Essas duas forças— ambas eleitas democraticamente, representando anseios
legítimos da sociedade — precisam encontrar uma maneira de fazer passar os projetos
que a população escolheu ao chancelar Lula no lugar de Bolsonaro, mas sem
passar por cima do que o Congresso de perfil mais conservador já decidiu em
questões sobretudo econômicas.
Lula parece alheio de forma preocupante a
essa questão crucial para o sucesso de seu governo.
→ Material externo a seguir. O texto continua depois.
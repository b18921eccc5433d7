//! Core types, configuration, and utilities for the app shell host.

mod config;
mod error;
mod logging;
mod paths;

pub use config::{
    Config, ProviderSettings, DEFAULT_APP_SCHEME, DEFAULT_BACKEND_PUBLISHABLE_KEY,
    DEFAULT_BACKEND_URL, DEFAULT_BRIDGE_TIMEOUT_MS, DEFAULT_LOG_LEVEL, DEFAULT_SHIM_EMAIL_DOMAIN,
    MIN_SHIM_SECRET_LEN,
};
pub use error::{CoreError, CoreResult};
pub use logging::{init_logging, init_logging_for_command, parse_level};
pub use paths::Paths;
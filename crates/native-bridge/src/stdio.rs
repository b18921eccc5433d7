//! NDJSON transport: one request per input line, one script per output line.

use crate::{BridgeResult, HostDispatcher};
use std::sync::Arc;
use tokio::io::{AsyncBufRead, AsyncBufReadExt, AsyncWrite, AsyncWriteExt};
use tokio::sync::{broadcast, mpsc};
use tokio::task::{JoinHandle, JoinSet};
use tracing::{debug, info, warn};

/// Write every script from `scripts` to `writer`, one per line.
pub fn spawn_script_writer<W>(
    mut scripts: mpsc::UnboundedReceiver<String>,
    mut writer: W,
) -> JoinHandle<std::io::Result<()>>
where
    W: AsyncWrite + Unpin + Send + 'static,
{
    tokio::spawn(async move {
        while let Some(script) = scripts.recv().await {
            writer.write_all(script.as_bytes()).await?;
            writer.write_all(b"\n").await?;
            writer.flush().await?;
        }
        Ok(())
    })
}

/// Serve requests read from `reader` until EOF or shutdown.
///
/// Requests are dispatched concurrently. Returns the number of lines
/// handled once every in-flight dispatch has finished.
pub async fn serve_lines<R>(
    reader: R,
    dispatcher: Arc<HostDispatcher>,
    mut shutdown: broadcast::Receiver<()>,
) -> BridgeResult<usize>
where
    R: AsyncBufRead + Unpin,
{
    let mut lines = reader.lines();
    let mut in_flight = JoinSet::new();
    let mut handled = 0;

    info!("Bridge transport listening");

    loop {
        tokio::select! {
            line = lines.next_line() => {
                let Some(line) = line? else {
                    debug!("Bridge input closed");
                    break;
                };
                let trimmed = line.trim().to_string();
                if trimmed.is_empty() {
                    continue;
                }
                handled += 1;
                let dispatcher = dispatcher.clone();
                in_flight.spawn(async move {
                    if let Err(e) = dispatcher.handle_message(&trimmed).await {
                        warn!(error = %e, "Failed to answer bridge request");
                    }
                });
            }
            _ = shutdown.recv() => {
                info!("Bridge transport shutting down");
                break;
            }
        }
    }

    while in_flight.join_next().await.is_some() {}
    Ok(handled)
}
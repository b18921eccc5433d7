//! Session commands: status, login, logout and provider login.

use crate::app::HostState;
use session_machine::{Credentials, SessionSnapshot, SessionState};
use std::time::Duration;
use tracing::info;

/// How long to wait for the backend event that follows a sign-in.
const SETTLE_TIMEOUT: Duration = Duration::from_secs(10);

fn snapshot_json(snapshot: &SessionSnapshot) -> serde_json::Value {
    let session = snapshot.session.as_ref();
    serde_json::json!({
        "state": snapshot.state,
        "authenticated": snapshot.state.is_authenticated(),
        "initialized": snapshot.initialized,
        "user_id": session.map(|s| s.user_id.clone()),
        "provider": session.map(|s| s.provider.clone()),
        "expires_at": session.map(|s| s.expires_at),
        "display_name": snapshot.profile.as_ref().and_then(|p| p.display_name.clone()),
        "error": snapshot.error,
        "profile_error": snapshot.profile_error,
    })
}

fn print_json(value: &serde_json::Value) -> Result<(), Box<dyn std::error::Error>> {
    println!("{}", serde_json::to_string_pretty(value)?);
    Ok(())
}

async fn wait_for_settled(state: &HostState) -> Result<SessionSnapshot, Box<dyn std::error::Error>> {
    state
        .session
        .wait_until(|s| s.state.is_authenticated() && !s.loading, SETTLE_TIMEOUT)
        .await
        .ok_or_else(|| "Timed out waiting for the session to settle".into())
}

/// Print the current session state.
pub async fn status(state: &HostState) -> Result<(), Box<dyn std::error::Error>> {
    // A restore failure is reported through the snapshot.
    let _ = state.session.initialize().await;
    print_json(&snapshot_json(&state.session.snapshot()))
}

/// Sign in with email and password.
pub async fn login(
    state: &HostState,
    email: &str,
    password: &str,
) -> Result<(), Box<dyn std::error::Error>> {
    if let Some(memory) = &state.offline {
        memory.register_user(email, password);
    }

    let _ = state.session.initialize().await;
    state.session.start();
    state
        .session
        .sign_in_with_password(&Credentials::new(email, password))
        .await?;

    let snapshot = wait_for_settled(state).await?;
    info!(state = ?snapshot.state, "Signed in");
    print_json(&snapshot_json(&snapshot))
}

/// Clear the session locally and remotely.
pub async fn logout(state: &HostState) -> Result<(), Box<dyn std::error::Error>> {
    let _ = state.session.initialize().await;
    if state.session.state() == SessionState::Unauthenticated && state.session.current_session().is_none() {
        println!("Not signed in.");
        return Ok(());
    }

    state.session.sign_out_local().await?;
    println!("Signed out.");
    Ok(())
}

/// Print the provider authorization URL, or finish a provider login with `code`.
pub async fn shim_login(state: &HostState, code: Option<&str>) -> Result<(), Box<dyn std::error::Error>> {
    let flow = state
        .provider_flow
        .as_ref()
        .ok_or("Provider login is disabled: set APP_SHELL_SHIM_SECRET")?;

    let Some(code) = code else {
        println!("{}", flow.authorize_url(&uuid::Uuid::new_v4().to_string())?);
        return Ok(());
    };

    let _ = state.session.initialize().await;
    state.session.start();
    let login = state.session.sign_in_with_provider_code(flow, code).await?;
    info!(provider = flow.provider(), strategy = login.strategy, "Provider login completed");
    if login.outcome.session().is_none() {
        println!("Account created. Confirm the email sent by the backend, then sign in again.");
        return Ok(());
    }

    let snapshot = wait_for_settled(state).await?;
    print_json(&serde_json::json!({
        "new_account": login.outcome.is_new_account(),
        "session": snapshot_json(&snapshot),
    }))
}
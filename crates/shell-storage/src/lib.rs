//! Persisted session storage for the app shell host.
//!
//! Two backends implement [`SecureStorage`]:
//! - [`FileStorage`]: a JSON map under the host base directory, replaced
//!   atomically on every write
//! - [`MemoryStorage`]: process-local, for offline runs and tests
//!
//! [`SessionVault`] layers the session keys on top of either.

mod file;
mod keys;
mod memory;
mod traits;
mod vault;

pub use file::FileStorage;
pub use keys::StorageKeys;
pub use memory::MemoryStorage;
pub use traits::SecureStorage;
pub use vault::{SessionMeta, SessionVault, StoredSession};

use thiserror::Error;

/// Error type for storage operations.
#[derive(Error, Debug)]
pub enum StorageError {
    /// Backend-specific storage error
    #[error("Storage backend error: {0}")]
    Backend(String),

    /// Encoding/decoding error
    #[error("Encoding error: {0}")]
    Encoding(String),

    /// IO error
    #[error("IO error: {0}")]
    Io(#[from] std::io::Error),

    /// Some keys of a multi-key clear could not be deleted.
    #[error("Partial clear: failed to delete {}", .failed.join(", "))]
    PartialClear { failed: Vec<String> },
}

/// Result type for storage operations.
pub type StorageResult<T> = Result<T, StorageError>;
Insistir em agendas como
ajuda à Argentina ou rasgar o novo ensino médio para atender a corporações
resultará em derrotas como a sofrida com uma revisão por decreto — portanto
antidemocrática, depois de tanta crítica à mania de Bolsonaro de governar por
essa modalidade — do Marco do Saneamento para atender a pleitos de empresas
estaduais.
Não houve uma alma viva a alertar o governo
sobre o fato de que seria um desgaste desnecessário, se o Congresso aprovasse o
marco do saneamento, tentar lhe dar um passa-moleque?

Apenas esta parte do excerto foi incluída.